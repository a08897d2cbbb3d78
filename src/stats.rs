//! Database statistics overview.
//!
//! Provides a quick summary of what a load produced: row counts per table,
//! how many products are still placeholders, and the size of the database
//! file. Used by `catalog-ingest stats`.

use anyhow::Result;

use crate::config::Config;
use crate::models::TableCounts;
use crate::store::{SqliteStore, Store};

/// Run the stats command: query the database and print a summary.
pub async fn run_stats(config: &Config) -> Result<()> {
    let store = SqliteStore::connect(config).await?;
    let counts = store.counts().await?;
    store.close().await;

    let db_size = std::fs::metadata(&config.db.path)
        .map(|m| m.len())
        .unwrap_or(0);

    println!("catalog-ingest: database stats");
    println!("==============================");
    println!();
    println!("  Database:    {}", config.db.path.display());
    println!("  Size:        {}", format_bytes(db_size));
    println!();
    print_counts(&counts);
    println!();

    Ok(())
}

fn print_counts(c: &TableCounts) {
    println!("  {:<20} {:>12}", "TABLE", "ROWS");
    println!("  {}", "-".repeat(33));
    println!("  {:<20} {:>12}", "products", c.products);
    println!(
        "  {:<20} {:>12}   ({}% of products)",
        "  placeholders",
        c.placeholders,
        percent(c.placeholders, c.products)
    );
    println!("  {:<20} {:>12}", "categories", c.categories);
    println!("  {:<20} {:>12}", "product_categories", c.product_categories);
    println!("  {:<20} {:>12}", "similar_products", c.similar_products);
    println!("  {:<20} {:>12}", "reviews", c.reviews);
}

fn percent(part: i64, whole: i64) -> i64 {
    if whole > 0 {
        (part * 100) / whole
    } else {
        0
    }
}

/// Format a byte count as a human-readable string.
fn format_bytes(bytes: u64) -> String {
    if bytes < 1024 {
        format!("{} B", bytes)
    } else if bytes < 1024 * 1024 {
        format!("{:.1} KB", bytes as f64 / 1024.0)
    } else if bytes < 1024 * 1024 * 1024 {
        format!("{:.1} MB", bytes as f64 / (1024.0 * 1024.0))
    } else {
        format!("{:.2} GB", bytes as f64 / (1024.0 * 1024.0 * 1024.0))
    }
}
——————
● The problem:
Return every entry exactly as given.

● Expected answer:
repository a08897d2cbbb3d78
filename src/stats.rs
//! Database statistics overview.
//!
//! Provides a quick summary of what a load produced: row counts per table,
//! how many products are still placeholders, and the size of the database
//! file. Used by `catalog-ingest stats`.

use anyhow::Result;

use crate::config::Config;
use crate::models::TableCounts;
use crate::store::{SqliteStore, Store};

/// Run the stats command: query the database and print a summary.
pub async fn run_stats(config: &Config) -> Result<()> {
    let store = SqliteStore::connect(config).await?;
    let counts = store.counts().await?;
    store.close().await;

    let db_size = std::fs::metadata(&config.db.path)
        .map(|m| m.len())
        .unwrap_or(0);

    println!("catalog-ingest: database stats");
    println!("==============================");
    println!();
    println!("  Database:    {}", config.db.path.display());
    println!("  Size:        {}", format_bytes(db_size));
    println!();
    print_counts(&counts);
    println!();

    Ok(())
}

fn print_counts(c: &TableCounts) {
    println!("  {:<20} {:>12}", "TABLE", "ROWS");
    println!("  {}", "-".repeat(33));
    println!("  {:<20} {:>12}", "products", c.products);
    println!(
        "  {:<20} {:>12}   ({}% of products)",
        "  placeholders",
        c.placeholders,
        percent(c.placeholders, c.products)
    );
    println!("  {:<20} {:>12}", "categories", c.categories);
    println!("  {:<20} {:>12}", "product_categories", c.product_categories);
    println!("  {:<20} {:>12}", "similar_products", c.similar_products);
    println!("  {:<20} {:>12}", "reviews", c.reviews);
}

fn percent(part: i64, whole: i64) -> i64 {
    if whole > 0 {
        (part * 100) / whole
    } else {
        0
    }
}

/// Format a byte count as a human-readable string.
fn format_bytes(bytes: u64) -> String {
    if bytes < 1024 {
        format!("{} B", bytes)
    } else if bytes < 1024 * 1024 {
        format!("{:.1} KB", bytes as f64 / 1024.0)
    } else if bytes < 1024 * 1024 * 1024 {
        format!("{:.1} MB", bytes as f64 / (1024.0 * 1024.0))
    } else {
        format!("{:.2} GB", bytes as f64 / (1024.0 * 1024.0 * 1024.0))
    }
}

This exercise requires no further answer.